[EXERCISE BRIEF]: Transcribe, word for word and without additions, each line below from the one containing "LogLevel::Fatal | LogLevel::Error" through the one containing "pub fn format_line(label: &str, data: &Value)", both ends included.

BEGIN DATA

//! Level-routed console printer
//!
//! Error, fatal and warn records go to stderr; everything else to stdout.

use std::io::{self, Write};

use serde_json::Value;

use crate::types::LogLevel;

/// Output stream chosen for a level
#[derive(Debug, Clone, Copy, PartialEq, Eq)]
pub enum Stream {
    Stdout,
    Stderr,
}

/// Stream a record of `level` is printed to
pub fn stream_for(level: LogLevel) -> Stream {
    match level {
        LogLevel::Fatal | LogLevel::Error | LogLevel::Warn => Stream::Stderr,
        LogLevel::Trace | LogLevel::Debug | LogLevel::Info => Stream::Stdout,
    }
}

/// Console line for a payload: `<label>: <data>`
pub fn format_line(label: &str, data: &Value) -> String {
    match data {
        Value::String(s) => format!("{}: {}", label, s),
        other => format!("{}: {}", label, other),
    }
}

/// Print `data` under `label` to the stream matching `level`
pub fn print(level: LogLevel, label: &str, data: &Value) -> io::Result<()> {
    let line = format_line(label, data);
    match stream_for(level) {
        Stream::Stdout => writeln!(io::stdout().lock(), "{}", line),
        Stream::Stderr => writeln!(io::stderr().lock(), "{}", line),
    }
}

#[cfg(test)]
mod tests {
    use super::*;
    use serde_json::json;

    #[test]
    fn test_stream_routing() {
        assert_eq!(stream_for(LogLevel::Fatal), Stream::Stderr);
        assert_eq!(stream_for(LogLevel::Error), Stream::Stderr);
        assert_eq!(stream_for(LogLevel::Warn), Stream::Stderr);
        assert_eq!(stream_for(LogLevel::Debug), Stream::Stdout);
        assert_eq!(stream_for(LogLevel::Info), Stream::Stdout);
        assert_eq!(stream_for(LogLevel::Trace), Stream::Stdout);
    }

    #[test]
    fn test_format_line() {
        assert_eq!(format_line("LOG", &json!("hi")), "LOG: hi");
        assert_eq!(format_line("REQ", &json!({"a": 1})), r#"REQ: {"a":1}"#);
    }
}
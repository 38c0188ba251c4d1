//! Atomic file operations
//!
//! Store rewrites and saved exports go through a temp file that is
//! fsynced and renamed over the target, so a crash leaves either the old
//! file or the new one, never a partial one.

use std::fs::{self, File};
use std::io::{self, Write};
use std::path::Path;

/// Atomically replace `path` with `content`
pub fn atomic_write<P: AsRef<Path>>(path: P, content: &[u8]) -> io::Result<()> {
    atomic_write_with(path, |file| file.write_all(content))
}

/// Atomically replace `path` with whatever `write_fn` writes.
///
/// Avoids building large store rewrites in memory first.
pub fn atomic_write_with<P, F>(path: P, write_fn: F) -> io::Result<()>
where
    P: AsRef<Path>,
    F: FnOnce(&mut File) -> io::Result<()>,
{
    let path = path.as_ref();
    let temp_path = path.with_extension("tmp");

    if let Some(parent) = path.parent() {
        fs::create_dir_all(parent)?;
    }

    let mut file = File::create(&temp_path)?;
    write_fn(&mut file)?;
    file.sync_all()?;

    fs::rename(&temp_path, path)?;

    Ok(())
}

/// Remove `.tmp` leftovers of interrupted rewrites in `dir`
pub fn cleanup_temp_files<P: AsRef<Path>>(dir: P) -> io::Result<usize> {
    let dir = dir.as_ref();
    let mut cleaned = 0;

    if !dir.exists() {
        return Ok(0);
    }

    for entry in fs::read_dir(dir)? {
        let path = entry?.path();
        if path.extension().map(|e| e == "tmp").unwrap_or(false) {
            fs::remove_file(&path)?;
            cleaned += 1;
        }
    }

    Ok(cleaned)
}
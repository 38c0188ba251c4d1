//! Data types for the logging engine
//!
//! This module contains the record model, the export artifact and the
//! crate-wide error type.

mod artifact;
mod error;
mod record;

pub use artifact::{ExportArtifact, TEXT_CONTENT_TYPE};
pub use error::{LoggerError, LoggerResult};
pub use record::{LogLevel, LogRecord, DEFAULT_LABEL};
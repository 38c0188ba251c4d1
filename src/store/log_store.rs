//! Capped, expiring store of log records

use parking_lot::Mutex;

use super::backend::{MemoryBackend, StoreBackend};
use super::file::FileBackend;
use super::StoreResult;
use crate::config::StoreOptions;
use crate::types::{ExportArtifact, LogRecord};
use crate::utils::time::{elapsed_ms, hour_to_ms, parse_timestamp};

/// Log store owned by exactly one engine
pub struct LogStore {
    options: StoreOptions,
    backend: Mutex<Box<dyn StoreBackend>>,
}

impl LogStore {
    /// Open the store described by `options`.
    ///
    /// Uses a `FileBackend` when `data_dir` is set, memory otherwise, then
    /// clears the store if its latest entry is past the retention window.
    pub fn open(options: StoreOptions) -> StoreResult<Self> {
        let backend: Box<dyn StoreBackend> = match options.store_path() {
            Some(path) => Box::new(FileBackend::open(
                path,
                &options.store_name,
                options.db_version,
            )?),
            None => Box::new(MemoryBackend::new()),
        };
        Self::with_backend(options, backend)
    }

    /// Wrap an existing backend, running the expiry check
    pub fn with_backend(options: StoreOptions, backend: Box<dyn StoreBackend>) -> StoreResult<Self> {
        let store = Self {
            options,
            backend: Mutex::new(backend),
        };

        if store.is_expired()? {
            tracing::info!(
                store = %store.options.store_name,
                expire_hours = store.options.expire,
                "latest log entry past retention window, clearing store"
            );
            store.clear()?;
        }

        Ok(store)
    }

    pub fn options(&self) -> &StoreOptions {
        &self.options
    }

    /// Number of records currently stored
    pub fn length(&self) -> StoreResult<usize> {
        self.backend.lock().len()
    }

    /// Erase all records
    pub fn clear(&self) -> StoreResult<()> {
        self.backend.lock().clear()
    }

    /// Persist a record, logging instead of returning failures
    pub fn set_item(&self, key: &str, record: &LogRecord) {
        if let Err(e) = self.try_set_item(key, record) {
            tracing::error!(key, error = %e, "failed to persist log record");
        }
    }

    /// Persist a record and evict the oldest entries beyond `max_size`.
    ///
    /// A `max_size` of 0 disables the cap.
    pub fn try_set_item(&self, key: &str, record: &LogRecord) -> StoreResult<()> {
        let value = record.to_json()?;
        let mut backend = self.backend.lock();
        backend.set(key, value)?;

        let max_size = self.options.max_size;
        if max_size == 0 {
            return Ok(());
        }

        let mut evicted = 0usize;
        while backend.len()? > max_size {
            let Some(oldest) = backend.oldest()? else {
                break;
            };
            backend.remove(&oldest)?;
            evicted += 1;
        }
        if evicted > 0 {
            tracing::trace!(evicted, max_size, "evicted oldest log records");
        }
        Ok(())
    }

    /// Record stored under `key`
    pub fn get_item(&self, key: &str) -> StoreResult<Option<LogRecord>> {
        Ok(self
            .backend
            .lock()
            .get(key)?
            .map(|raw| LogRecord::decode_stored(key, &raw)))
    }

    /// Keys in insertion order
    pub fn get_keys(&self) -> StoreResult<Vec<String>> {
        self.backend.lock().keys()
    }

    /// Key at `index`; negative indexes count from the end (`-1` is the most recent)
    pub fn get_key_by_index(&self, index: isize) -> StoreResult<Option<String>> {
        let keys = self.get_keys()?;
        let position = if index < 0 {
            keys.len().checked_sub(index.unsigned_abs())
        } else {
            Some(index as usize)
        };
        Ok(position.and_then(|i| keys.get(i).cloned()))
    }

    /// Largest key that parses as an unsigned number
    pub fn max_numeric_key(&self) -> StoreResult<Option<u64>> {
        Ok(self
            .get_keys()?
            .iter()
            .filter_map(|key| key.parse::<u64>().ok())
            .max())
    }

    pub fn remove_item(&self, key: &str) -> StoreResult<bool> {
        self.backend.lock().remove(key)
    }

    /// Remove the first-inserted record, returning its key
    pub fn remove_oldest(&self) -> StoreResult<Option<String>> {
        let mut backend = self.backend.lock();
        let Some(oldest) = backend.oldest()? else {
            return Ok(None);
        };
        backend.remove(&oldest)?;
        Ok(Some(oldest))
    }

    /// Visit every record in insertion order as `(record, key, index)`.
    ///
    /// Entries are snapshotted first, so `visit` runs without holding the
    /// store lock. Entries that are not decodable records are visited with
    /// their raw text as the message.
    pub fn iterate_all<F>(&self, mut visit: F) -> StoreResult<()>
    where
        F: FnMut(&LogRecord, &str, usize),
    {
        let entries = self.backend.lock().entries()?;
        for (index, (key, raw)) in entries.iter().enumerate() {
            let record = LogRecord::decode_stored(key, raw);
            visit(&record, key.as_str(), index);
        }
        Ok(())
    }

    /// Plain dump, newest first: `key [level] [label] - message\r\n`
    pub fn to_export_text(&self) -> StoreResult<String> {
        let mut text = String::new();
        self.iterate_all(|record, key, _| {
            let label = if record.label.is_empty() {
                crate::types::DEFAULT_LABEL
            } else {
                record.label.as_str()
            };
            text = format!(
                "{} [{}] [{}] - {}\r\n{}",
                key,
                record.level,
                label,
                record.message_text(),
                text
            );
        })?;
        Ok(text)
    }

    pub fn to_export_artifact(&self) -> StoreResult<ExportArtifact> {
        Ok(ExportArtifact::from_text(self.to_export_text()?))
    }

    /// Whether the latest entry is at least `expire` hours old.
    ///
    /// The age comes from the most recent key when it parses as a
    /// timestamp, else from that record's own timestamp. An empty store or
    /// an unparseable timestamp is never expired.
    pub fn is_expired(&self) -> StoreResult<bool> {
        let Some(latest_key) = self.get_key_by_index(-1)? else {
            return Ok(false);
        };

        let latest = match parse_timestamp(&latest_key) {
            Some(time) => Some(time),
            None => self
                .get_item(&latest_key)?
                .and_then(|record| parse_timestamp(&record.timestamp)),
        };

        Ok(latest
            .map(|time| elapsed_ms(&time) >= hour_to_ms(self.options.expire))
            .unwrap_or(false))
    }
}
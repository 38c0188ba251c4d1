//! Download collaborators
//!
//! An export artifact is handed to a `DownloadSink` together with a
//! caller-chosen file name. `FileDownload` saves it into a directory;
//! `MemoryDownload` keeps it for inspection.

use std::path::{Path, PathBuf};

use async_trait::async_trait;
use parking_lot::Mutex;
use tokio::sync::Notify;

use crate::types::{ExportArtifact, LoggerError, LoggerResult};
use crate::utils::atomic::atomic_write;

/// File name used when the caller does not pick one
pub const DEFAULT_FILENAME: &str = "app.log";

/// "Save as file" collaborator
#[async_trait]
pub trait DownloadSink: Send + Sync {
    async fn save(&self, artifact: &ExportArtifact, filename: &str) -> LoggerResult<()>;
}

/// Saves artifacts as files inside one directory
#[derive(Debug, Clone)]
pub struct FileDownload {
    dir: PathBuf,
}

impl FileDownload {
    pub fn new<P: AsRef<Path>>(dir: P) -> Self {
        Self {
            dir: dir.as_ref().to_path_buf(),
        }
    }

    /// Save into the process working directory
    pub fn current_dir() -> Self {
        Self::new(".")
    }

    /// Target path for `filename`; directory components are stripped
    pub fn target_path(&self, filename: &str) -> LoggerResult<PathBuf> {
        let name = Path::new(filename)
            .file_name()
            .ok_or_else(|| LoggerError::InvalidConfig(format!("invalid file name '{}'", filename)))?;
        Ok(self.dir.join(name))
    }
}

#[async_trait]
impl DownloadSink for FileDownload {
    async fn save(&self, artifact: &ExportArtifact, filename: &str) -> LoggerResult<()> {
        let path = self.target_path(filename)?;
        atomic_write(&path, &artifact.bytes)?;
        tracing::info!(path = %path.display(), bytes = artifact.len(), "saved log export");
        Ok(())
    }
}

/// Keeps saved artifacts in memory
#[derive(Debug, Default)]
pub struct MemoryDownload {
    saved: Mutex<Vec<(String, ExportArtifact)>>,
    notify: Notify,
}

impl MemoryDownload {
    pub fn new() -> Self {
        Self::default()
    }

    /// Every `(filename, artifact)` saved so far
    pub fn saved(&self) -> Vec<(String, ExportArtifact)> {
        self.saved.lock().clone()
    }

    pub fn count(&self) -> usize {
        self.saved.lock().len()
    }

    /// Wait until at least `count` artifacts have been saved
    pub async fn wait_for(&self, count: usize) {
        loop {
            let notified = self.notify.notified();
            if self.count() >= count {
                return;
            }
            notified.await;
        }
    }
}

#[async_trait]
impl DownloadSink for MemoryDownload {
    async fn save(&self, artifact: &ExportArtifact, filename: &str) -> LoggerResult<()> {
        self.saved.lock().push((filename.to_string(), artifact.clone()));
        self.notify.notify_waiters();
        Ok(())
    }
}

END DATA

[WRITTEN ANSWER]:
        LogLevel::Fatal | LogLevel::Error | LogLevel::Warn => Stream::Stderr,
        LogLevel::Trace | LogLevel::Debug | LogLevel::Info => Stream::Stdout,
    }
}

/// Console line for a payload: `<label>: <data>`
pub fn format_line(label: &str, data: &Value) -> String {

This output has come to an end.